TASK GOAL: Go through the entries below and say how many lines contain the string "ResilienceSettings"; write only that number.

PROVIDED RECORDS:
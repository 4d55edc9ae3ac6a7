//! # Relay Configuration
//!
//! Typed runtime configuration for the orchestration core. All tunables are
//! explicit and validated at load time; there are no hidden environment
//! fallbacks inside the components themselves.
//!
//! ## Usage
//!
//! ```rust,no_run
//! use relay_core::config::RelayConfig;
//!
//! # fn main() -> Result<(), Box<dyn std::error::Error>> {
//! // Defaults, optionally overridden by config/relay.toml and RELAY_* vars.
//! let config = RelayConfig::load()?;
//! assert!(config.orchestration.fan_out_limit > 0);
//! # Ok(())
//! # }
//! ```

use crate::error::{RelayError, Result};
use serde::{Deserialize, Serialize};
use std::time::Duration;

/// Root configuration for the relay core.
#[derive(Debug, Clone, Serialize, Deserialize)]
#[serde(default)]
pub struct RelayConfig {
    pub resilience: ResilienceSettings,
    pub orchestration: OrchestrationSettings,
    pub scheduler: SchedulerSettings,
    pub http: HttpSettings,
}

/// Retry and circuit-breaker tunables shared by all protected call sites.
#[derive(Debug, Clone, Serialize, Deserialize)]
#[serde(default)]
pub struct ResilienceSettings {
    /// Consecutive transient failures that trip a breaker open.
    pub failure_threshold: u32,
    /// How long an open breaker rejects calls before re-admitting them.
    pub cooldown_seconds: u64,
    /// Base delay for exponential backoff between retry attempts.
    pub base_delay_ms: u64,
    /// Upper bound on the total time spent retrying a single call.
    /// Zero disables the global budget.
    pub global_timeout_seconds: u64,
}

/// Continuation-engine tunables.
#[derive(Debug, Clone, Serialize, Deserialize)]
#[serde(default)]
pub struct OrchestrationSettings {
    /// Concurrency cap for fan-out over result rows. Branches beyond the
    /// cap queue until a slot frees up.
    pub fan_out_limit: usize,
}

/// Scheduler-trigger tunables.
#[derive(Debug, Clone, Serialize, Deserialize)]
#[serde(default)]
pub struct SchedulerSettings {
    /// Reserved name prefix identifying triggers owned by this system in
    /// the scheduling daemon.
    pub trigger_prefix: String,
}

/// Outbound HTTP client tunables for the endpoint strategy.
#[derive(Debug, Clone, Serialize, Deserialize)]
#[serde(default)]
pub struct HttpSettings {
    /// Whole-request timeout applied by the bundled HTTP transport.
    pub request_timeout_seconds: u64,
}

impl Default for ResilienceSettings {
    fn default() -> Self {
        Self {
            failure_threshold: 5,
            cooldown_seconds: 30,
            base_delay_ms: 500,
            global_timeout_seconds: 300,
        }
    }
}

impl Default for OrchestrationSettings {
    fn default() -> Self {
        Self { fan_out_limit: 8 }
    }
}

impl Default for SchedulerSettings {
    fn default() -> Self {
        Self {
            trigger_prefix: "relay-sched-".to_string(),
        }
    }
}

impl Default for HttpSettings {
    fn default() -> Self {
        Self {
            request_timeout_seconds: 60,
        }
    }
}

impl Default for RelayConfig {
    fn default() -> Self {
        Self {
            resilience: ResilienceSettings::default(),
            orchestration: OrchestrationSettings::default(),
            scheduler: SchedulerSettings::default(),
            http: HttpSettings::default(),
        }
    }
}

impl RelayConfig {
    /// Load configuration from `config/relay.toml` (when present) with
    /// `RELAY_`-prefixed environment overrides, e.g.
    /// `RELAY_RESILIENCE__FAILURE_THRESHOLD=3`.
    pub fn load() -> Result<Self> {
        Self::load_from(std::env::var("RELAY_CONFIG").as_deref().unwrap_or("config/relay"))
    }

    /// Load configuration from an explicit file stem.
    pub fn load_from(path: &str) -> Result<Self> {
        let settings = ::config::Config::builder()
            .add_source(::config::File::with_name(path).required(false))
            .add_source(::config::Environment::with_prefix("RELAY").separator("__"))
            .build()
            .map_err(|e| RelayError::Configuration(format!("failed to read configuration: {e}")))?;

        let loaded: RelayConfig = settings
            .try_deserialize()
            .map_err(|e| RelayError::Configuration(format!("invalid configuration: {e}")))?;

        loaded.validate()?;
        Ok(loaded)
    }

    /// Reject configurations that would disable the engine outright.
    pub fn validate(&self) -> Result<()> {
        if self.orchestration.fan_out_limit == 0 {
            return Err(RelayError::Configuration(
                "orchestration.fan_out_limit must be at least 1".into(),
            ));
        }
        if self.resilience.failure_threshold == 0 {
            return Err(RelayError::Configuration(
                "resilience.failure_threshold must be at least 1".into(),
            ));
        }
        if self.scheduler.trigger_prefix.trim().is_empty() {
            return Err(RelayError::Configuration(
                "scheduler.trigger_prefix must not be blank".into(),
            ));
        }
        Ok(())
    }

    pub fn cooldown(&self) -> Duration {
        Duration::from_secs(self.resilience.cooldown_seconds)
    }

    pub fn base_delay(&self) -> Duration {
        Duration::from_millis(self.resilience.base_delay_ms)
    }

    pub fn global_timeout(&self) -> Duration {
        Duration::from_secs(self.resilience.global_timeout_seconds)
    }

    pub fn http_timeout(&self) -> Duration {
        Duration::from_secs(self.http.request_timeout_seconds)
    }
}
pub mod builders;
pub mod mocks;

pub use builders::*;
pub use mocks::*;
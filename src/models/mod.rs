//! # Domain Models
//!
//! Records owned by the external configuration store (service definitions,
//! execution configurations, continuation mappings, schedules) and the
//! append-only execution audit row. The orchestration core reads the
//! configuration records through [`crate::store::ConfigurationStore`] and
//! writes audit rows through [`crate::store::AuditStore`]; it never mutates
//! configuration.

pub mod continuation_mapping;
pub mod execution_config;
pub mod execution_record;
pub mod schedule;
pub mod service_definition;

pub use continuation_mapping::ContinuationMapping;
pub use execution_config::{ExecutionConfig, SqlProvider, TargetKind};
pub use execution_record::{ExecutionRecord, NewExecutionRecord};
pub use schedule::Schedule;
pub use service_definition::ServiceDefinition;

RESPONSE TO THIS TASK: 4